(Beginning of Records to use)

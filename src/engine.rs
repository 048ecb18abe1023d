//! The analysis pipeline: ingest, detect, analyze across units, aggregate,
//! recommend.
//!
//! ```text
//! paths ──▶ TreeAdapter ──▶ UnitArena ──▶ Runner (per unit, parallel)
//!                │                             │
//!                ▼                             ▼ barrier
//!        IngestionFailure        GodObjectAnalyzer ∥ DuplicationAnalyzer
//!                                              │
//!                                              ▼
//!                                 aggregate ──▶ recommend ──▶ AnalysisResult
//! ```
//!
//! Only configuration problems fail a call. Anything scoped to one file or
//! one detector is recorded in the result.

use std::path::Path;
use std::time::Instant;

use globset::GlobSet;
use rayon::prelude::*;
use tracing::{debug, warn};

use crate::analysis::{duplication, god_objects, DuplicationAnalyzer, GodObjectAnalyzer, UnitArena};
use crate::config::AnalysisConfig;
use crate::detect::{
    builtin_names, filter_suppressed, parse_suppressions, CancellationToken, Detector,
    DetectorResult, IngestionFailure, Registry, Runner, SuppressedViolation,
};
use crate::error::{ConfigurationError, DuplicateDetectorError};
use crate::parser::{default_adapter, SourceUnit, TreeAdapter};
use crate::recommend::recommend;
use crate::score::{aggregate, Aggregation, AnalysisResult};

/// Analyze `paths` with the default tree adapter.
///
/// Fails only when `config` is invalid, before any file is read.
pub fn analyze<P: AsRef<Path> + Sync>(
    paths: &[P],
    config: AnalysisConfig,
) -> Result<AnalysisResult, ConfigurationError> {
    Ok(Engine::new(config)?.analyze(paths))
}

/// Every name `enabled_detectors` may contain.
pub fn known_names() -> Vec<&'static str> {
    let mut names = builtin_names();
    names.push(god_objects::ANALYZER_NAME);
    names.push(duplication::ANALYZER_NAME);
    names
}

/// A configured pipeline. Holds no state between runs.
pub struct Engine {
    config: AnalysisConfig,
    registry: Registry,
    adapter: Box<dyn TreeAdapter>,
    cancel: Option<CancellationToken>,
}

impl Engine {
    /// Validate `config` and build the built-in registry.
    pub fn new(config: AnalysisConfig) -> Result<Self, ConfigurationError> {
        config.validate()?;
        config.validate_detector_names(known_names())?;
        let registry = Registry::with_builtins(&config);
        debug!(detectors = ?registry.names(), "engine configured");
        Ok(Self {
            config,
            registry,
            adapter: default_adapter(),
            cancel: None,
        })
    }

    pub fn with_adapter(mut self, adapter: Box<dyn TreeAdapter>) -> Self {
        self.adapter = adapter;
        self
    }

    /// Stop scanning new units once `token` is cancelled. The result is then
    /// marked incomplete.
    pub fn with_cancellation(mut self, token: CancellationToken) -> Self {
        self.cancel = Some(token);
        self
    }

    /// Add a detector after the built-ins.
    pub fn register(&mut self, detector: Box<dyn Detector>) -> Result<(), DuplicateDetectorError> {
        self.registry.register(detector)
    }

    pub fn config(&self) -> &AnalysisConfig {
        &self.config
    }

    pub fn registry(&self) -> &Registry {
        &self.registry
    }

    /// Parse and analyze files.
    pub fn analyze<P: AsRef<Path> + Sync>(&self, paths: &[P]) -> AnalysisResult {
        let started = Instant::now();
        let (units, failures) = self.ingest(paths);
        debug!(
            units = units.len(),
            failures = failures.len(),
            elapsed_ms = started.elapsed().as_millis() as u64,
            "ingestion finished"
        );
        self.analyze_units(units, failures)
    }

    /// Analyze units that were parsed elsewhere.
    pub fn analyze_units(
        &self,
        units: Vec<SourceUnit>,
        ingestion_failures: Vec<IngestionFailure>,
    ) -> AnalysisResult {
        let arena = UnitArena::from_units(units);

        let started = Instant::now();
        let mut runner = Runner::new(&self.registry);
        if let Some(token) = &self.cancel {
            runner = runner.with_cancellation(token.clone());
        }
        let run = runner.run(&arena);
        debug!(
            results = run.results.len(),
            scanned = run.scanned.len(),
            elapsed_ms = started.elapsed().as_millis() as u64,
            "detection finished"
        );

        let (results, suppressed) = apply_suppressions(&arena, run.results);

        let started = Instant::now();
        let (god_objects, duplication) = rayon::join(
            || {
                if self.config.is_enabled(god_objects::ANALYZER_NAME) {
                    GodObjectAnalyzer::from_config(&self.config).analyze(&arena, &run.scanned)
                } else {
                    Default::default()
                }
            },
            || {
                if self.config.is_enabled(duplication::ANALYZER_NAME) {
                    DuplicationAnalyzer::from_config(&self.config).analyze(&arena, &run.scanned)
                } else {
                    Default::default()
                }
            },
        );
        debug!(
            god_objects = god_objects.candidates.len(),
            duplicate_groups = duplication.groups.len(),
            elapsed_ms = started.elapsed().as_millis() as u64,
            "cross-unit analysis finished"
        );

        let logical_lines = run
            .scanned
            .iter()
            .filter_map(|id| arena.get(*id))
            .map(|unit| u64::from(unit.logical_line_count))
            .sum();

        let mut result = aggregate(Aggregation {
            files_analyzed: run.scanned.len(),
            logical_lines,
            results,
            suppressed,
            god_objects,
            duplication,
            ingestion_failures,
            unscanned_units: run.unscanned.len(),
            compliance_calibration: self.config.compliance_calibration,
        });
        result.recommendations = recommend(&result);
        debug!(
            violations = result.violations.len(),
            compliance = result.nasa_compliance_pct,
            quality = result.quality_score,
            incomplete = result.incomplete,
            "aggregation finished"
        );
        result
    }

    /// Parse every non-excluded path, in input order.
    fn ingest<P: AsRef<Path> + Sync>(&self, paths: &[P]) -> (Vec<SourceUnit>, Vec<IngestionFailure>) {
        // validate() already compiled these globs once
        let excluded = self
            .config
            .exclusion_set()
            .unwrap_or_else(|_| GlobSet::empty());

        let parsed: Vec<Result<SourceUnit, IngestionFailure>> = paths
            .par_iter()
            .map(|p| p.as_ref())
            .filter(|path| !excluded.is_match(path))
            .map(|path| self.parse_one(path))
            .collect();

        let mut units = Vec::new();
        let mut failures = Vec::new();
        for outcome in parsed {
            match outcome {
                Ok(unit) => units.push(unit),
                Err(failure) => {
                    warn!(path = %failure.path, reason = %failure.reason, "skipping file");
                    failures.push(failure);
                }
            }
        }
        (units, failures)
    }

    fn parse_one(&self, path: &Path) -> Result<SourceUnit, IngestionFailure> {
        let display = path.display().to_string();
        let language = self
            .adapter
            .detect_language(path)
            .ok_or_else(|| IngestionFailure {
                path: display.clone(),
                reason: "unsupported language".to_string(),
            })?;
        self.adapter
            .parse(path, language)
            .map_err(|err| IngestionFailure {
                path: display,
                reason: err.reason,
            })
    }
}

impl std::fmt::Debug for Engine {
    fn fmt(&self, f: &mut std::fmt::Formatter<'_>) -> std::fmt::Result {
        f.debug_struct("Engine")
            .field("config", &self.config)
            .field("registry", &self.registry)
            .finish()
    }
}

/// Move violations covered by inline directives out of the results.
fn apply_suppressions(
    arena: &UnitArena,
    results: Vec<DetectorResult>,
) -> (Vec<DetectorResult>, Vec<SuppressedViolation>) {
    let directives: Vec<_> = arena
        .units()
        .par_iter()
        .map(parse_suppressions)
        .collect();

    let mut suppressed = Vec::new();
    let results = results
        .into_iter()
        .map(|mut result| {
            let unit_directives = directives
                .get(result.unit.index())
                .map(Vec::as_slice)
                .unwrap_or_default();
            let (active, hidden) =
                filter_suppressed(std::mem::take(&mut result.violations), unit_directives);
            result.violations = active;
            suppressed.extend(hidden);
            result
        })
        .collect();
    (results, suppressed)
}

(End of Records to use)

Write out exactly, and only, each line from the one with "suppressed.extend(hidden);" down to the last line of the records above.

Solution below |
            suppressed.extend(hidden);
            result
        })
        .collect();
    (results, suppressed)
}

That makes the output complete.